Telemanipulation operations, however, cannot be accomplished without visual [17] and
haptic telepresence capability, which allows the human teleoperator to experience the
same feeling as the robot itself [16, 18 - 21].
Adding force feedback and tactile sensing in telemanipulation tasks improves task
completion time and accuracy. For example, in the Dextrous Telemanipulation project
that originated in Stanford University, a telemanipulator system was developed which
allows a human to control a dexterous robotic hand in an intuitive manner (Figure 10.2).
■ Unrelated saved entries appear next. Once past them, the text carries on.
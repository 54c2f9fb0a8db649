use rcj_comm::TeamMessage;
use rcj_core::{Angle, BallReading, IdError, RobotId, TeamColor, Vector2, ROBOTS_PER_TEAM};

use crate::{triangulate_ball, BallEstimate};

/// Last known pose of one robot of the team, in the team frame.
#[derive(Debug, Clone, Copy, PartialEq)]
pub struct RobotState {
    pub id: RobotId,
    pub position: Vector2,
    pub heading: Angle,
}

impl RobotState {
    fn at_origin(id: RobotId) -> Self {
        Self {
            id,
            position: Vector2::zeros(),
            heading: Angle::default(),
        }
    }
}

/// A teammate's broadcast, validated.
#[derive(Debug, Clone, Copy, PartialEq)]
pub struct PeerReport {
    pub sender: RobotId,
    pub position: Vector2,
    pub heading: Angle,
    pub ball: BallEstimate,
}

impl TryFrom<&TeamMessage> for PeerReport {
    type Error = IdError;

    fn try_from(msg: &TeamMessage) -> Result<Self, Self::Error> {
        Ok(PeerReport {
            sender: RobotId::new(msg.sender_id as i64)?,
            position: Vector2::new(msg.x as f64, msg.y as f64),
            heading: Angle::from_radians(msg.heading as f64),
            ball: BallEstimate::from_wire(msg.ball_x, msg.ball_y),
        })
    }
}

impl PeerReport {
    pub fn to_message(&self) -> TeamMessage {
        let (ball_x, ball_y) = self.ball.to_wire();
        TeamMessage {
            sender_id: self.sender.as_u8() as i32,
            x: self.position.x as f32,
            y: self.position.y as f32,
            heading: self.heading.radians() as f32,
            ball_x,
            ball_y,
        }
    }
}

/// Everything a robot learned during one tick, in the order it is applied.
#[derive(Debug, Clone, Default)]
pub struct TickInputs {
    /// The newest referee flag, if one arrived.
    pub waiting_for_kickoff: Option<bool>,
    /// Teammate broadcasts in arrival order.
    pub peers: Vec<TeamMessage>,
    pub position: Vector2,
    pub heading: Angle,
    pub ball_reading: Option<BallReading>,
}

/// One robot's view of its team and the ball.
#[derive(Debug, Clone)]
pub struct WorldModel {
    team: TeamColor,
    own_id: RobotId,
    robots: [RobotState; ROBOTS_PER_TEAM],
    ball: BallEstimate,
    /// A teammate reported a ball during the current refresh.
    peer_ball_fresh: bool,
    waiting_for_kickoff: bool,
}

impl WorldModel {
    pub fn new(team: TeamColor, own_id: RobotId) -> Self {
        let mut robots = [RobotState::at_origin(own_id); ROBOTS_PER_TEAM];
        for id in RobotId::all() {
            robots[id.index()] = RobotState::at_origin(id);
        }
        Self {
            team,
            own_id,
            robots,
            ball: BallEstimate::Unknown,
            peer_ball_fresh: false,
            waiting_for_kickoff: false,
        }
    }

    pub fn team(&self) -> TeamColor {
        self.team
    }

    pub fn own_id(&self) -> RobotId {
        self.own_id
    }

    pub fn own(&self) -> &RobotState {
        &self.robots[self.own_id.index()]
    }

    pub fn robot(&self, id: RobotId) -> &RobotState {
        &self.robots[id.index()]
    }

    pub fn robots(&self) -> &[RobotState; ROBOTS_PER_TEAM] {
        &self.robots
    }

    pub fn teammates(&self) -> impl Iterator<Item = &RobotState> {
        self.robots.iter().filter(move |r| r.id != self.own_id)
    }

    pub fn ball(&self) -> BallEstimate {
        self.ball
    }

    pub fn waiting_for_kickoff(&self) -> bool {
        self.waiting_for_kickoff
    }

    pub fn set_waiting_for_kickoff(&mut self, waiting: bool) {
        self.waiting_for_kickoff = waiting;
    }

    /// Own sensing always wins over whatever a teammate said about us.
    pub fn update_from_self(&mut self, position: Vector2, heading: Angle) {
        let own = &mut self.robots[self.own_id.index()];
        own.position = position;
        own.heading = heading;
    }

    /// Apply a teammate broadcast. Our own echo is ignored, and a report
    /// without a ball leaves the ball estimate untouched.
    ///
    /// Returns whether the report was applied.
    pub fn update_from_peer(&mut self, report: &PeerReport) -> bool {
        if report.sender == self.own_id {
            return false;
        }
        let slot = &mut self.robots[report.sender.index()];
        slot.position = report.position;
        slot.heading = report.heading;
        if let BallEstimate::At(_) = report.ball {
            self.ball = report.ball;
            self.peer_ball_fresh = true;
        }
        true
    }

    /// Rebuild the model for a new tick.
    ///
    /// Order: referee flag, teammate reports (last per sender wins), own pose,
    /// then the local ball reading. A local reading replaces the ball estimate.
    /// Without one, a ball reported by a teammate during this refresh is kept,
    /// otherwise the estimate is cleared.
    pub fn refresh(&mut self, inputs: &TickInputs) {
        if let Some(waiting) = inputs.waiting_for_kickoff {
            self.waiting_for_kickoff = waiting;
        }

        self.peer_ball_fresh = false;
        for msg in &inputs.peers {
            match PeerReport::try_from(msg) {
                Ok(report) => {
                    self.update_from_peer(&report);
                }
                Err(err) => log::warn!(
                    "{}{}: ignoring team message: {}",
                    self.team.code(),
                    self.own_id,
                    err
                ),
            }
        }

        self.update_from_self(inputs.position, inputs.heading);

        let local = inputs
            .ball_reading
            .map(|reading| triangulate_ball(&reading, inputs.position, inputs.heading))
            .unwrap_or_default();
        if local.is_known() {
            self.ball = local;
        } else if !self.peer_ball_fresh {
            self.ball = BallEstimate::Unknown;
        }
    }

    /// The broadcast describing this robot for its teammates.
    pub fn own_report(&self) -> PeerReport {
        let own = self.own();
        PeerReport {
            sender: self.own_id,
            position: own.position,
            heading: own.heading,
            ball: self.ball,
        }
    }

    /// Forget everything, as at the start of a match.
    pub fn reset(&mut self) {
        *self = Self::new(self.team, self.own_id);
    }
}

#[cfg(test)]
mod tests {
    use approx::assert_relative_eq;
    use rcj_comm::NO_BALL;
    use rcj_core::Vector3;

    use super::*;

    fn id(n: i64) -> RobotId {
        RobotId::new(n).unwrap()
    }

    fn msg(sender_id: i32, x: f32, ball: (f32, f32)) -> TeamMessage {
        TeamMessage {
            sender_id,
            x,
            y: 0.5,
            heading: 0.25,
            ball_x: ball.0,
            ball_y: ball.1,
        }
    }

    #[test]
    fn slots_are_indexed_by_id() {
        let model = WorldModel::new(TeamColor::Blue, id(2));
        for robot_id in RobotId::all() {
            assert_eq!(model.robot(robot_id).id, robot_id);
        }
        assert_eq!(model.teammates().count(), 2);
    }

    #[test]
    fn sentinel_peer_ball_never_clobbers() {
        let mut model = WorldModel::new(TeamColor::Blue, id(1));
        let good = PeerReport::try_from(&msg(2, 0.0, (0.3, 0.3))).unwrap();
        model.update_from_peer(&good);
        let blind = PeerReport::try_from(&msg(3, 0.1, (NO_BALL, NO_BALL))).unwrap();
        assert!(model.update_from_peer(&blind));
        assert_eq!(model.ball().position(), Some(Vector2::new(0.3, 0.3).map(|v| v as f32 as f64)));
        assert_relative_eq!(model.robot(id(3)).position.x, 0.1, epsilon = 1e-6);
    }

    #[test]
    fn last_message_per_sender_wins() {
        let mut model = WorldModel::new(TeamColor::Yellow, id(1));
        let older = TeamMessage {
            sender_id: 2,
            x: 0.25,
            y: -0.5,
            heading: 1.5,
            ball_x: 0.5,
            ball_y: 0.25,
        };
        let newest = TeamMessage {
            sender_id: 2,
            x: -0.75,
            y: 0.125,
            heading: -0.5,
            ball_x: NO_BALL,
            ball_y: NO_BALL,
        };
        let inputs = TickInputs {
            peers: vec![msg(2, 0.1, (NO_BALL, NO_BALL)), older, newest],
            ..Default::default()
        };
        model.refresh(&inputs);
        assert_eq!(
            *model.robot(id(2)),
            RobotState {
                id: id(2),
                position: Vector2::new(-0.75, 0.125),
                heading: Angle::from_radians(-0.5),
            }
        );
        // A newer report without a ball does not erase an earlier sighting
        assert_eq!(model.ball(), BallEstimate::At(Vector2::new(0.5, 0.25)));
        assert_eq!(model.robot(id(3)).position, Vector2::zeros());
    }

    #[test]
    fn own_echo_is_ignored() {
        let mut model = WorldModel::new(TeamColor::Blue, id(1));
        let inputs = TickInputs {
            peers: vec![msg(1, 0.4, (NO_BALL, NO_BALL))],
            position: Vector2::new(-0.2, 0.1),
            ..Default::default()
        };
        model.refresh(&inputs);
        assert_eq!(model.own().position, Vector2::new(-0.2, 0.1));
    }

    #[test]
    fn invalid_sender_is_dropped() {
        let mut model = WorldModel::new(TeamColor::Blue, id(1));
        let before = *model.robots();
        model.refresh(&TickInputs {
            peers: vec![msg(7, 0.4, (NO_BALL, NO_BALL))],
            ..Default::default()
        });
        assert_eq!(model.robots()[1..], before[1..]);
    }

    #[test]
    fn local_reading_beats_peer_ball() {
        let mut model = WorldModel::new(TeamColor::Blue, id(1));
        model.refresh(&TickInputs {
            peers: vec![msg(2, 0.0, (0.3, 0.3))],
            ball_reading: Some(BallReading {
                direction: Vector3::new(1.0, 0.0, 0.0),
                strength: 1.0,
            }),
            ..Default::default()
        });
        let ball = model.ball().position().unwrap();
        assert_relative_eq!(ball.y, -1.0, epsilon = 1e-12);
    }

    #[test]
    fn ball_estimate_does_not_outlive_its_tick() {
        let mut model = WorldModel::new(TeamColor::Blue, id(1));
        model.refresh(&TickInputs {
            peers: vec![msg(3, 0.0, (0.3, -0.3))],
            ..Default::default()
        });
        assert!(model.ball().is_known());

        model.refresh(&TickInputs::default());
        assert_eq!(model.ball(), BallEstimate::Unknown);
    }

    #[test]
    fn kickoff_flag_absence_means_no_change() {
        let mut model = WorldModel::new(TeamColor::Blue, id(1));
        model.refresh(&TickInputs {
            waiting_for_kickoff: Some(true),
            ..Default::default()
        });
        model.refresh(&TickInputs::default());
        assert!(model.waiting_for_kickoff());
        model.refresh(&TickInputs {
            waiting_for_kickoff: Some(false),
            ..Default::default()
        });
        assert!(!model.waiting_for_kickoff());
    }

    #[test]
    fn own_report_round_trips_through_the_wire_format() {
        let mut model = WorldModel::new(TeamColor::Yellow, id(3));
        model.update_from_self(Vector2::new(0.5, -0.25), Angle::from_radians(1.0));
        let msg = model.own_report().to_message();
        assert_eq!(msg.sender_id, 3);
        assert_eq!((msg.ball_x, msg.ball_y), (NO_BALL, NO_BALL));
        let back = PeerReport::try_from(&msg).unwrap();
        assert_eq!(back.position, Vector2::new(0.5, -0.25));
    }
}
The master system is centered on the human hand and finger motions. A glove, upon
which instruments are attached, is used to measure finger motions and a lightweight
exoskeleton force-feedback device provides fingertip-level force feedback to the operator
(Figure 10.2a). The slave system consists of a custom-designed two-fingered dexterous
robotic hand outfitted with force and tactile sensors (Figure 10.2b). The robot hand is
attached to a larger industrial robot for increased workspace.
As an another example, Dextre (also known as Special Purpose Dexterous Manipulator
(SPDM) or Canadarm because of Canada's contribution to the International Space Station
(ISS)) is the most sophisticated robot ever built as a space handyman with the maintenance
mission of keeping the ISS ship-shape (Figure 10.3).
(a)
(b)
Figure 10.2
Dextrous telemanipulation system from Stanford University. (a) The master system
consisting of an instrumented glove for finger motion measurement and an exoskeleton for fingertip
force feedback [22]. (b) The slave robotic hand with two fingers and fingertip force sensors for
relaying environmental interactions (See Plate 18)